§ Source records
:::

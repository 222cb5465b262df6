use std::sync::Arc;

use super::query::{query, store_failure, QueryResponse};
use super::ReadOutcome;
use crate::codec;
use crate::entity::{filter_keys, keys, Entity, EntityDescriptor};
use crate::error::{ProxyError, Result};
use crate::schema::{DraftValidator, SchemaValidator};
use crate::storage::{Attributes, Item, ItemStore, PrimaryKey, StoreError};
use crate::verb::Verb;

/// Behavior switches of a [`StoreProxy`].
#[derive(Debug, Clone, Default, PartialEq, Eq)]
pub struct ProxyOptions {
    /// Invoke the post hook after REPLACE as well.
    ///
    /// Off by default: REPLACE historically runs no post hook while CREATE,
    /// PARTIAL_UPDATE and DELETE do. Whether that is intended belongs to the
    /// owner of the entity semantics, so turning it on is an explicit choice.
    pub post_hook_on_replace: bool,
}

/// Drives the CRUD verbs for any entity kind against one store handle.
///
/// Every verb is a fixed sequence of at most two store round trips (lookup,
/// then write or delete). The round trips are not guarded by a conditional
/// write: two concurrent creates of one identity can both succeed and the
/// last write wins. No verb retries.
pub struct StoreProxy<S> {
    store: S,
    validator: Arc<dyn SchemaValidator>,
    options: ProxyOptions,
}

impl<S: ItemStore> StoreProxy<S> {
    /// Creates a proxy over `store` using the default [`DraftValidator`].
    pub fn new(store: S) -> Self {
        Self {
            store,
            validator: Arc::new(DraftValidator::default()),
            options: ProxyOptions::default(),
        }
    }

    pub fn with_validator<V>(mut self, validator: V) -> Self
    where
        V: SchemaValidator + 'static,
    {
        self.validator = Arc::new(validator);
        self
    }

    pub fn with_options(mut self, options: ProxyOptions) -> Self {
        self.options = options;
        self
    }

    pub fn store(&self) -> &S {
        &self.store
    }

    /// CREATE: validate, require a miss, write, run the post hook.
    pub async fn create(&self, descriptor: &EntityDescriptor, data: Attributes) -> Result<Attributes> {
        let entity = Entity::new(descriptor, data, self.validator.as_ref())?;
        let key = entity.identity()?;
        tracing::debug!(entity = %descriptor.title(), key = %key, "Creating item");

        if self.lookup(&key).await?.is_some() {
            tracing::debug!(key = %key, "Already exists");
            return Err(ProxyError::AlreadyExists {
                entity_type: descriptor.title().to_string(),
                id: keys::identity_label(descriptor, entity.attributes()),
            });
        }

        let item = entity.storable_item()?;
        self.check_pre(descriptor, Verb::Create, &item, None)?;
        let stored = self.write(descriptor, &key, &item).await?;
        self.run_post(descriptor, Verb::Create, &item, None);

        self.read_back(descriptor, &stored)
    }

    /// REPLACE: validate, require a hit, overwrite the whole item.
    ///
    /// The post hook only runs when [`ProxyOptions::post_hook_on_replace`] is set.
    pub async fn replace(&self, descriptor: &EntityDescriptor, data: Attributes) -> Result<Attributes> {
        let entity = Entity::new(descriptor, data, self.validator.as_ref())?;
        let key = entity.identity()?;
        tracing::debug!(entity = %descriptor.title(), key = %key, "Replacing item");

        let existing = self
            .lookup(&key)
            .await?
            .ok_or_else(|| not_found(descriptor, entity.attributes()))?;
        let existing = decode(&existing)?;

        let item = entity.storable_item()?;
        self.check_pre(descriptor, Verb::Replace, &item, Some(&existing))?;
        let stored = self.write(descriptor, &key, &item).await?;
        if self.options.post_hook_on_replace {
            self.run_post(descriptor, Verb::Replace, &item, Some(&existing));
        }

        self.read_back(descriptor, &stored)
    }

    /// PARTIAL_UPDATE: require a hit, shallow-merge `data` over the stored item.
    ///
    /// Top-level attributes in `data` overwrite the stored ones; all others are
    /// left untouched. Nested maps are replaced, not merged. `data` is not
    /// validated against the schema and may not change the key attributes.
    pub async fn partial_update(
        &self,
        descriptor: &EntityDescriptor,
        data: Attributes,
    ) -> Result<Attributes> {
        let key = keys::make_identity(descriptor, &data)?;
        tracing::debug!(entity = %descriptor.title(), key = %key, "Partially updating item");

        let mut item = self
            .lookup(&key)
            .await?
            .ok_or_else(|| not_found(descriptor, &data))?;
        let existing = decode(&item)?;
        self.check_pre(descriptor, Verb::PartialUpdate, &data, Some(&existing))?;

        let names = descriptor.primary_key_names();
        for (name, value) in &data {
            if names.is_key(name) {
                tracing::debug!(attribute = %name, "Ignoring key attribute in partial update");
                continue;
            }
            let value = codec::encode_value(value)
                .map_err(|e| ProxyError::unencodable(descriptor.title(), e))?;
            item.insert(name.clone(), value);
        }

        tracing::debug!(?item, "Writing merged item");
        self.store
            .put_item(&key, item.clone())
            .await
            .map_err(store_failure)?;

        let merged = decode(&item)?;
        self.run_post(descriptor, Verb::PartialUpdate, &data, Some(&merged));

        Ok(filter_keys(names, merged))
    }

    /// DELETE: require a hit, delete, return the item as it was.
    pub async fn delete(&self, descriptor: &EntityDescriptor, data: Attributes) -> Result<Attributes> {
        let key = keys::make_identity(descriptor, &data)?;
        tracing::debug!(entity = %descriptor.title(), key = %key, "Deleting item");

        let existing = self
            .lookup(&key)
            .await?
            .ok_or_else(|| not_found(descriptor, &data))?;
        let filtered = self.read_back(descriptor, &existing)?;

        self.check_pre(descriptor, Verb::Delete, &filtered, None)?;
        self.store.delete_item(&key).await.map_err(store_failure)?;
        self.run_post(descriptor, Verb::Delete, &filtered, None);

        Ok(filtered)
    }

    /// READ: the item `data` identifies, or every item of the kind.
    ///
    /// Every item of the kind is returned only when `data` lacks the identity
    /// attribute. A missing identified item is [`ReadOutcome::Absent`], not an
    /// error, and so is an identity value that cannot form a key.
    pub async fn read(&self, descriptor: &EntityDescriptor, data: &Attributes) -> Result<ReadOutcome> {
        match query(descriptor, data, &self.store).await? {
            QueryResponse::Item(item) => Ok(ReadOutcome::Item(self.read_back(descriptor, &item)?)),
            QueryResponse::Miss(_) | QueryResponse::Unkeyed => Ok(ReadOutcome::Absent),
            QueryResponse::Items(items) => {
                let items = items
                    .iter()
                    .map(|item| self.read_back(descriptor, item))
                    .collect::<Result<Vec<_>>>()?;
                tracing::debug!(entity = %descriptor.title(), count = items.len(), "Scanned items");
                Ok(ReadOutcome::Items(items))
            }
        }
    }

    /// Strict point read: a missing item is [`ProxyError::NotFound`] and an
    /// absent or unusable identity is [`ProxyError::MissingIdentity`].
    pub async fn read_one(&self, descriptor: &EntityDescriptor, data: &Attributes) -> Result<Attributes> {
        let key = keys::make_identity(descriptor, data)?;
        let item = self
            .lookup(&key)
            .await?
            .ok_or_else(|| not_found(descriptor, data))?;
        self.read_back(descriptor, &item)
    }

    /// Runs the verb named by `verb`. Write verbs yield [`ReadOutcome::Item`].
    pub async fn execute(
        &self,
        verb: Verb,
        descriptor: &EntityDescriptor,
        data: Attributes,
    ) -> Result<ReadOutcome> {
        match verb {
            Verb::Create => self.create(descriptor, data).await.map(ReadOutcome::Item),
            Verb::Replace => self.replace(descriptor, data).await.map(ReadOutcome::Item),
            Verb::PartialUpdate => self
                .partial_update(descriptor, data)
                .await
                .map(ReadOutcome::Item),
            Verb::Delete => self.delete(descriptor, data).await.map(ReadOutcome::Item),
            Verb::Read => self.read(descriptor, &data).await,
        }
    }

    async fn lookup(&self, key: &PrimaryKey) -> Result<Option<Item>> {
        self.store.get_item(key).await.map_err(store_failure)
    }

    async fn write(
        &self,
        descriptor: &EntityDescriptor,
        key: &PrimaryKey,
        item: &Attributes,
    ) -> Result<Item> {
        let stored = codec::encode_attributes(item)
            .map_err(|e| ProxyError::unencodable(descriptor.title(), e))?;
        tracing::debug!(?stored, "Writing item");
        self.store
            .put_item(key, stored.clone())
            .await
            .map_err(store_failure)?;
        Ok(stored)
    }

    fn check_pre(
        &self,
        descriptor: &EntityDescriptor,
        verb: Verb,
        data: &Attributes,
        existing: Option<&Attributes>,
    ) -> Result<()> {
        if descriptor.hooks().pre(verb, data, existing) {
            Ok(())
        } else {
            tracing::debug!(entity = %descriptor.title(), %verb, "Precondition failed");
            Err(ProxyError::PreconditionFailed {
                entity_type: descriptor.title().to_string(),
                verb,
            })
        }
    }

    fn run_post(
        &self,
        descriptor: &EntityDescriptor,
        verb: Verb,
        data: &Attributes,
        existing: Option<&Attributes>,
    ) {
        let status = descriptor.hooks().post(verb, data, existing);
        if status {
            tracing::debug!(entity = %descriptor.title(), %verb, "Postcondition passed");
        } else {
            tracing::warn!(entity = %descriptor.title(), %verb, "Postcondition failed after committed write");
        }
    }

    fn read_back(&self, descriptor: &EntityDescriptor, item: &Item) -> Result<Attributes> {
        Ok(filter_keys(descriptor.primary_key_names(), decode(item)?))
    }
}

fn decode(item: &Item) -> Result<Attributes> {
    codec::decode_item(item).map_err(|e| store_failure(StoreError::InvalidItem(e.to_string())))
}

fn not_found(descriptor: &EntityDescriptor, data: &Attributes) -> ProxyError {
    ProxyError::NotFound {
        entity_type: descriptor.title().to_string(),
        id: keys::identity_label(descriptor, data),
    }
}
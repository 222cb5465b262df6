//! In-memory storage backend for testing.
//!
//! Items live in a `BTreeMap` keyed by primary key, wrapped in
//! `Arc<RwLock<_>>`. Clones share the same data. Nothing is persisted.
//!
//! # Example
//!
//! ```rust
//! use dynamore::InMemoryStore;
//! use dynamore_core::StoreProxy;
//!
//! let store = InMemoryStore::new();
//! let proxy = StoreProxy::new(store.clone());
//! // `store` and `proxy.store()` see the same items.
//! ```

mod store;

pub use store::InMemoryStore;
use std::collections::{BTreeMap, BTreeSet};

use serde_json::Value;

use super::{EntitySchema, PropertySchema, PropertyType, TypeRegistry, ValidationError};
use crate::storage::Attributes;

/// Capability to check entity data against a schema.
pub trait SchemaValidator: Send + Sync {
    fn validate(&self, schema: &EntitySchema, data: &Attributes) -> Result<(), ValidationError>;
}

/// Validator following JSON-schema draft semantics for the subset an
/// [`EntitySchema`] can express, extended by a [`TypeRegistry`].
///
/// Checks run in a fixed order and stop at the first failure: required
/// attributes, undeclared attributes, then per-property constraints in
/// attribute name order. Object and array values are checked recursively
/// with the same order. A `format` the registry does not know is ignored, as
/// draft semantics treat it as an annotation.
#[derive(Debug, Clone, Default)]
pub struct DraftValidator {
    registry: TypeRegistry,
}

impl DraftValidator {
    pub fn new(registry: TypeRegistry) -> Self {
        Self { registry }
    }

    pub fn registry(&self) -> &TypeRegistry {
        &self.registry
    }

    fn check_members(
        &self,
        path: &str,
        required: &BTreeSet<String>,
        properties: &BTreeMap<String, PropertySchema>,
        allow_additional: bool,
        data: &Attributes,
    ) -> Result<(), ValidationError> {
        if let Some(missing) = required.iter().find(|name| !data.contains_key(*name)) {
            return Err(ValidationError::MissingRequired(member_path(path, missing)));
        }

        if !allow_additional {
            if let Some(extra) = data.keys().find(|name| !properties.contains_key(*name)) {
                return Err(ValidationError::UndeclaredAttribute(member_path(path, extra)));
            }
        }

        for (name, property) in properties {
            if let Some(value) = data.get(name) {
                self.check_property(&member_path(path, name), property, value)?;
            }
        }

        Ok(())
    }

    fn check_property(
        &self,
        path: &str,
        property: &PropertySchema,
        value: &Value,
    ) -> Result<(), ValidationError> {
        if let Some(kind) = &property.kind {
            self.check_type(path, kind, value)?;
        }

        if let Some(allowed) = &property.allowed {
            if !allowed.contains(value) {
                return Err(ValidationError::NotInEnum(path.to_string()));
            }
        }

        match value {
            Value::Number(n) => {
                if let Some(number) = n.as_f64() {
                    let below = property.minimum.is_some_and(|min| number < min);
                    let above = property.maximum.is_some_and(|max| number > max);
                    if below || above {
                        return Err(ValidationError::OutOfRange(path.to_string()));
                    }
                }
            }
            Value::String(text) => {
                if !within(text.chars().count(), property.min_length, property.max_length) {
                    return Err(ValidationError::InvalidLength(path.to_string()));
                }
                if let Some(format) = &property.format {
                    if self.registry.check(format, value) == Some(false) {
                        return Err(ValidationError::InvalidFormat {
                            attribute: path.to_string(),
                            format: format.clone(),
                        });
                    }
                }
            }
            Value::Array(values) => {
                if !within(values.len(), property.min_items, property.max_items) {
                    return Err(ValidationError::InvalidLength(path.to_string()));
                }
                if let Some(items) = &property.items {
                    for (i, item) in values.iter().enumerate() {
                        self.check_property(&format!("{path}[{i}]"), items, item)?;
                    }
                }
            }
            Value::Object(members) => self.check_members(
                path,
                &property.required,
                &property.properties,
                property.additional_properties.unwrap_or(true),
                members,
            )?,
            Value::Null | Value::Bool(_) => {}
        }

        Ok(())
    }

    fn check_type(
        &self,
        path: &str,
        kind: &PropertyType,
        value: &Value,
    ) -> Result<(), ValidationError> {
        let matches = match kind {
            PropertyType::String => value.is_string(),
            PropertyType::Integer => is_integer(value),
            PropertyType::Number => value.is_number(),
            PropertyType::Boolean => value.is_boolean(),
            PropertyType::Array => value.is_array(),
            PropertyType::Object => value.is_object(),
            PropertyType::Null => value.is_null(),
            PropertyType::Custom(type_name) => {
                self.registry
                    .check(type_name, value)
                    .ok_or_else(|| ValidationError::UnknownType {
                        attribute: path.to_string(),
                        type_name: type_name.clone(),
                    })?
            }
        };

        if matches {
            Ok(())
        } else {
            Err(ValidationError::TypeMismatch {
                attribute: path.to_string(),
                expected: kind.to_string(),
            })
        }
    }
}

impl SchemaValidator for DraftValidator {
    fn validate(&self, schema: &EntitySchema, data: &Attributes) -> Result<(), ValidationError> {
        self.check_members(
            "",
            &schema.required,
            &schema.properties,
            schema.additional_properties,
            data,
        )
    }
}

fn member_path(parent: &str, name: &str) -> String {
    if parent.is_empty() {
        name.to_string()
    } else {
        format!("{parent}.{name}")
    }
}

fn within(count: usize, min: Option<usize>, max: Option<usize>) -> bool {
    min.is_none_or(|min| count >= min) && max.is_none_or(|max| count <= max)
}

/// Draft semantics: any number with a zero fractional part is an integer.
fn is_integer(value: &Value) -> bool {
    match value {
        Value::Number(n) => n.is_i64() || n.is_u64() || n.as_f64().is_some_and(|f| f.fract() == 0.0),
        _ => false,
    }
}
//! Store implementations for the `ItemStore` trait.
//!
//! The in-memory store is always compiled; the DynamoDB store sits behind the
//! `dynamodb` feature.

#[cfg(feature = "dynamodb")]
pub mod dynamodb;
pub mod inmemory;
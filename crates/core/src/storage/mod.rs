mod error;
mod traits;
mod types;

pub use error::{Result, StoreError};
pub use traits::ItemStore;
pub use types::{Attributes, Item, KeyNames, PrimaryKey, StoredValue};
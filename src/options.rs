use crate::config::WebpConfig;

/// Translates the configuration into the external tool's flag vocabulary.
///
/// The list is computed once at middleware construction and shared read-only
/// across requests; nothing here is validated beyond what the tool itself
/// rejects at invocation time.
pub fn compile_flags(config: &WebpConfig) -> Vec<String> {
    let mut flags = Vec::new();

    if let Some(q) = config.quality {
        flags.push("-q".to_string());
        flags.push(q.to_string());
    }
    if let Some(m) = config.method {
        flags.push("-m".to_string());
        flags.push(m.to_string());
    }
    if config.lossless {
        flags.push("-lossless".to_string());
    }
    if config.multithread {
        flags.push("-mt".to_string());
    }
    if let Some((w, h)) = config.resize {
        flags.push("-resize".to_string());
        flags.push(w.to_string());
        flags.push(h.to_string());
    }
    if let Some(ref meta) = config.metadata {
        flags.push("-metadata".to_string());
        flags.push(meta.clone());
    }

    flags.extend(config.extra_flags.iter().cloned());

    flags
}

:::

Which lines above hold the string "derive"? Copy every one of them.

#[derive(Debug, Clone, Default, PartialEq, Eq)]
#[derive(Debug, Clone, Default)]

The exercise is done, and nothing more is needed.